There appears, however, to be very little prudence amongst them. The man who receives some extra money for extra work simply spends it on unusual luxuries in food or drink; or, if it be summer, takes his wife and children a drive in a hired conveyance. To this latter there can be no objection; but still, the fact remains prominent that men in the receipt of good wages do not save. They do not put by money; this is, of course, speaking of the majority. It would almost seem to be a characteristic of human nature that those who receive wages for work done, so much per week or fortnight, do not contract saving habits. The small struggling tradesman, whose income is very little more than that of the mechanic, often makes great exertions and practises much economy to put by a sum to assist him in difficulty or to extend his business. It may be that the very certainty of the wages acts as a deterrent—inasmuch as the mechanic feels safe of his weekly money, while the shopkeeper runs much risk. It is doubtful whether mechanics with good wages save more than agricultural labourers, except in indirect ways—ways which are thrust upon them. First of all, there is the yard club, to which all are compelled to pay by their employers, the object being to provide medical assistance in case of sickness. This is in some sense a saving. Then there are the building societies, which offer opportunities of possessing a house, and the mechanic who becomes a member has to pay for it by instalments. This also may be called an indirect saving, since the effect is the same. But of direct saving—putting money in a bank, or investing it—there is scarcely any. The quarter of a million annually paid in wages mostly finds its way into the pockets of the various trades-people, and at the end of the year the mechanic is none the better off. This is a grave defect in his character. Much of it results from a generous, liberal disposition: a readiness to treat a friend with a drink, to drive the family out into the country, to treat the daughter with a new dress. The mechanic does not set a value upon money in itself.

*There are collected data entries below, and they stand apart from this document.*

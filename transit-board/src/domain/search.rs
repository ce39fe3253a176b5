//! Stop and line search results.

use std::fmt;
use std::str::FromStr;

use serde::Serialize;

use super::line_stop::Coords;
use super::mode::TransportMode;

/// Maximum number of results returned by one search.
pub const MAX_SEARCH_RESULTS: usize = 10;

/// What a search should return.
#[derive(Debug, Clone, Copy, PartialEq, Eq, Hash, Default, Serialize)]
#[serde(rename_all = "lowercase")]
pub enum SearchKind {
    Stop,
    Line,
    #[default]
    All,
}

impl SearchKind {
    pub fn as_str(self) -> &'static str {
        match self {
            SearchKind::Stop => "stop",
            SearchKind::Line => "line",
            SearchKind::All => "all",
        }
    }
}

impl fmt::Display for SearchKind {
    fn fmt(&self, f: &mut fmt::Formatter<'_>) -> fmt::Result {
        f.write_str(self.as_str())
    }
}

#[derive(Debug, Clone, PartialEq, Eq, thiserror::Error)]
#[error("unknown search kind: {0} (expected stop, line or all)")]
pub struct InvalidSearchKind(pub String);

impl FromStr for SearchKind {
    type Err = InvalidSearchKind;

    fn from_str(s: &str) -> Result<Self, Self::Err> {
        match s {
            "stop" => Ok(SearchKind::Stop),
            "line" => Ok(SearchKind::Line),
            "all" => Ok(SearchKind::All),
            other => Err(InvalidSearchKind(other.to_string())),
        }
    }
}

/// One search hit, either a stop area or a line.
#[derive(Debug, Clone, PartialEq, Serialize)]
#[serde(tag = "type", rename_all = "lowercase")]
pub enum SearchResult {
    #[serde(rename_all = "camelCase")]
    Stop {
        /// Full upstream reference, e.g. `stop_area:IDFM:71264`.
        id: String,
        numeric_id: String,
        name: String,
        #[serde(skip_serializing_if = "Option::is_none")]
        city: Option<String>,
        /// Short names of the lines serving the stop.
        lines: Vec<String>,
        #[serde(skip_serializing_if = "Option::is_none")]
        coords: Option<Coords>,
    },
    #[serde(rename_all = "camelCase")]
    Line {
        /// Full upstream reference, e.g. `line:IDFM:C01371`.
        id: String,
        name: String,
        #[serde(skip_serializing_if = "Option::is_none")]
        code: Option<String>,
        #[serde(skip_serializing_if = "Option::is_none")]
        color: Option<String>,
        #[serde(skip_serializing_if = "Option::is_none")]
        mode: Option<TransportMode>,
    },
}

impl SearchResult {
    pub fn id(&self) -> &str {
        match self {
            SearchResult::Stop { id, .. } | SearchResult::Line { id, .. } => id,
        }
    }

    pub fn name(&self) -> &str {
        match self {
            SearchResult::Stop { name, .. } | SearchResult::Line { name, .. } => name,
        }
    }

    pub fn kind(&self) -> SearchKind {
        match self {
            SearchResult::Stop { .. } => SearchKind::Stop,
            SearchResult::Line { .. } => SearchKind::Line,
        }
    }
}

#[cfg(test)]
mod tests {
    use super::*;

    #[test]
    fn kind_parses() {
        assert_eq!("stop".parse(), Ok(SearchKind::Stop));
        assert_eq!("all".parse(), Ok(SearchKind::All));
        assert!("address".parse::<SearchKind>().is_err());
        assert_eq!(SearchKind::default(), SearchKind::All);
    }

    #[test]
    fn stop_serializes_tagged() {
        let result = SearchResult::Stop {
            id: "stop_area:IDFM:71264".into(),
            numeric_id: "71264".into(),
            name: "Châtelet".into(),
            city: Some("Paris".into()),
            lines: vec!["1".into(), "A".into()],
            coords: Some(Coords { lat: 48.858, lon: 2.347 }),
        };
        let json = serde_json::to_value(&result).unwrap();
        assert_eq!(json["type"], "stop");
        assert_eq!(json["numericId"], "71264");
        assert_eq!(json["coords"]["lat"], 48.858);
        assert_eq!(result.kind(), SearchKind::Stop);
    }

    #[test]
    fn line_omits_absent_fields() {
        let result = SearchResult::Line {
            id: "line:IDFM:C01371".into(),
            name: "1".into(),
            code: None,
            color: None,
            mode: Some(TransportMode::Metro),
        };
        let json = serde_json::to_value(&result).unwrap();
        assert_eq!(json["type"], "line");
        assert_eq!(json["mode"], "Metro");
        assert!(json.get("color").is_none());
        assert_eq!(result.name(), "1");
    }
}
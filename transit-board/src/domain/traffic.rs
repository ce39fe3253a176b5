//! Line traffic status and simplified disruptions.

use std::fmt;

use chrono::{DateTime, Utc};
use serde::{Deserialize, Serialize};

/// Lifecycle of an upstream disruption.
#[derive(Debug, Clone, Copy, PartialEq, Eq, Hash, Serialize, Deserialize)]
#[serde(rename_all = "lowercase")]
pub enum DisruptionStatus {
    Active,
    Past,
    Future,
}

/// Upstream severity effect of a disruption.
#[derive(Debug, Clone, Copy, PartialEq, Eq, Hash, Serialize, Deserialize)]
#[serde(rename_all = "SCREAMING_SNAKE_CASE")]
pub enum Effect {
    NoService,
    ReducedService,
    SignificantDelays,
    Detour,
    AdditionalService,
    ModifiedService,
    OtherEffect,
    UnknownEffect,
    StopMoved,
}

impl Effect {
    /// Wire names, in the order upstream documents them.
    pub const NAMES: [&'static str; 9] = [
        "NO_SERVICE",
        "REDUCED_SERVICE",
        "SIGNIFICANT_DELAYS",
        "DETOUR",
        "ADDITIONAL_SERVICE",
        "MODIFIED_SERVICE",
        "OTHER_EFFECT",
        "UNKNOWN_EFFECT",
        "STOP_MOVED",
    ];

    /// Three-level severity shown to riders.
    pub fn severity(self) -> Severity {
        match self {
            Effect::NoService => Severity::Critical,
            Effect::SignificantDelays | Effect::ReducedService => Severity::Warning,
            _ => Severity::Info,
        }
    }
}

/// Severity of a single disruption as displayed.
#[derive(Debug, Clone, Copy, PartialEq, Eq, Hash, PartialOrd, Ord, Serialize)]
#[serde(rename_all = "lowercase")]
pub enum Severity {
    Info,
    Warning,
    Critical,
}

impl Severity {
    /// Severity for an optional effect; no effect means informational.
    pub fn from_effect(effect: Option<Effect>) -> Self {
        effect.map_or(Severity::Info, Effect::severity)
    }
}

/// Aggregate status of a line.
#[derive(Debug, Clone, Copy, PartialEq, Eq, Hash, PartialOrd, Ord, Serialize)]
#[serde(rename_all = "lowercase")]
pub enum LineStatus {
    Normal,
    Perturbe,
    Interrompu,
}

impl LineStatus {
    pub fn as_str(self) -> &'static str {
        match self {
            LineStatus::Normal => "normal",
            LineStatus::Perturbe => "perturbe",
            LineStatus::Interrompu => "interrompu",
        }
    }
}

impl fmt::Display for LineStatus {
    fn fmt(&self, f: &mut fmt::Formatter<'_>) -> fmt::Result {
        f.write_str(self.as_str())
    }
}

/// Aggregate the status of a line from its disruptions.
///
/// Only active disruptions count. Any active `NO_SERVICE` interrupts the line,
/// otherwise any active `SIGNIFICANT_DELAYS` or `REDUCED_SERVICE` disturbs it.
/// Order of the input is irrelevant.
pub fn compute_line_status<I>(disruptions: I) -> LineStatus
where
    I: IntoIterator<Item = (DisruptionStatus, Option<Effect>)>,
{
    disruptions
        .into_iter()
        .filter(|(status, _)| *status == DisruptionStatus::Active)
        .map(|(_, effect)| match effect {
            Some(Effect::NoService) => LineStatus::Interrompu,
            Some(Effect::SignificantDelays | Effect::ReducedService) => LineStatus::Perturbe,
            _ => LineStatus::Normal,
        })
        .max()
        .unwrap_or(LineStatus::Normal)
}

/// A disruption reduced to what a status board shows.
#[derive(Debug, Clone, PartialEq, Eq, Serialize)]
#[serde(rename_all = "camelCase")]
pub struct SimplifiedDisruption {
    pub id: String,
    pub title: String,
    pub message: String,
    pub severity: Severity,
    pub start_time: DateTime<Utc>,
    #[serde(skip_serializing_if = "Option::is_none")]
    pub end_time: Option<DateTime<Utc>>,
    /// Names of the impacted objects, as upstream labels them.
    pub affected_lines: Vec<String>,
    /// Upstream lifecycle, kept so line status stays derivable.
    pub status: DisruptionStatus,
    #[serde(skip_serializing_if = "Option::is_none")]
    pub effect: Option<Effect>,
}

/// Traffic status of one line with the disruptions behind it.
///
/// The status is always computed from the disruptions; there is no way to
/// set it independently.
#[derive(Debug, Clone, PartialEq, Eq, Serialize)]
#[serde(rename_all = "camelCase")]
pub struct TraficInfo {
    pub line_id: String,
    pub line_name: String,
    pub line_code: String,
    pub line_color: String,
    status: LineStatus,
    disruptions: Vec<SimplifiedDisruption>,
}

impl TraficInfo {
    pub fn new(
        line_id: impl Into<String>,
        line_name: impl Into<String>,
        line_code: impl Into<String>,
        line_color: impl Into<String>,
        disruptions: Vec<SimplifiedDisruption>,
    ) -> Self {
        let status = compute_line_status(disruptions.iter().map(|d| (d.status, d.effect)));
        Self {
            line_id: line_id.into(),
            line_name: line_name.into(),
            line_code: line_code.into(),
            line_color: line_color.into(),
            status,
            disruptions,
        }
    }

    pub fn status(&self) -> LineStatus {
        self.status
    }

    pub fn disruptions(&self) -> &[SimplifiedDisruption] {
        &self.disruptions
    }
}
//! Domain types for the transit board.
//!
//! Identifier canonicalization and line naming are total: any input string
//! yields a usable value. Everything else here is a plain value type built
//! by the projector in [`crate::prim`].

mod incident;
mod late_chance;
mod line;
mod line_stop;
mod message;
mod mode;
mod palette;
mod passage;
mod search;
mod stop;
mod time;
mod traffic;

pub use incident::{
    Incident, IncidentCategory, IncidentSource, IncidentStatus, StoredIncident, impact_label,
    incident_severity,
};
pub use late_chance::{
    AffectedFavoriteLine, LateChance, MAX_LATE_CHANCE, RiskLevel, calculate_late_chance,
    humor_quote,
};
pub use line::{CanonicalLine, LineFormat, extract_line_code, to_canonical_line};
pub use line_stop::{Coords, LineStop, collation_key, compare_names, dedup_and_sort};
pub use message::{InvalidChannel, MessageChannel, ScreenMessage};
pub use mode::{InvalidMode, TransportMode, detect_transport_mode, extract_line_display_name};
pub use palette::{DEFAULT_LINE_COLOR, line_color, palette_color, upstream_color};
pub use passage::{NO_REPORT, Passage};
pub use search::{InvalidSearchKind, MAX_SEARCH_RESULTS, SearchKind, SearchResult};
pub use stop::{CanonicalStop, StopFormat, extract_numeric_stop_id, to_canonical_stop};
pub use time::{minutes_until, parse_timestamp};
pub use traffic::{
    DisruptionStatus, Effect, LineStatus, Severity, SimplifiedDisruption, TraficInfo,
    compute_line_status,
};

The effect of the existence of this factory upon the whole surrounding district has been marked. A large proportion of the lower class of mechanics, especially the factory labourers, are drawn from the agricultural poor of the adjacent villages. These work all day at the factory, and return at night. They daily walk great distances to secure this employment: three miles to and three miles back is common, four miles not uncommon, and some have been known to walk six or twelve miles per day. These carry back with them into the villages the knowledge they insensibly acquire from their better-informed comrades, and exhibit an independent spirit. For a radius of six miles round the poorer class are better informed, quicker in perception, more ready with an answer to a question, than those who dwell farther back out of the track of modern life. Wages had materially risen long before the movement among the agricultural labourers took place.
Where there was lately nothing but furze and rabbits there is now a busy human population. Why was it that for so many hundreds of years the population of England remained nearly stationary? and why has it so marvellously increased in this last forty years? The history of this place seems to answer that interesting question. The increase is due to the facilities of communication which now exist, and to the numberless new employments in which that facility of communication took rise, and which it in turn adds to and fosters.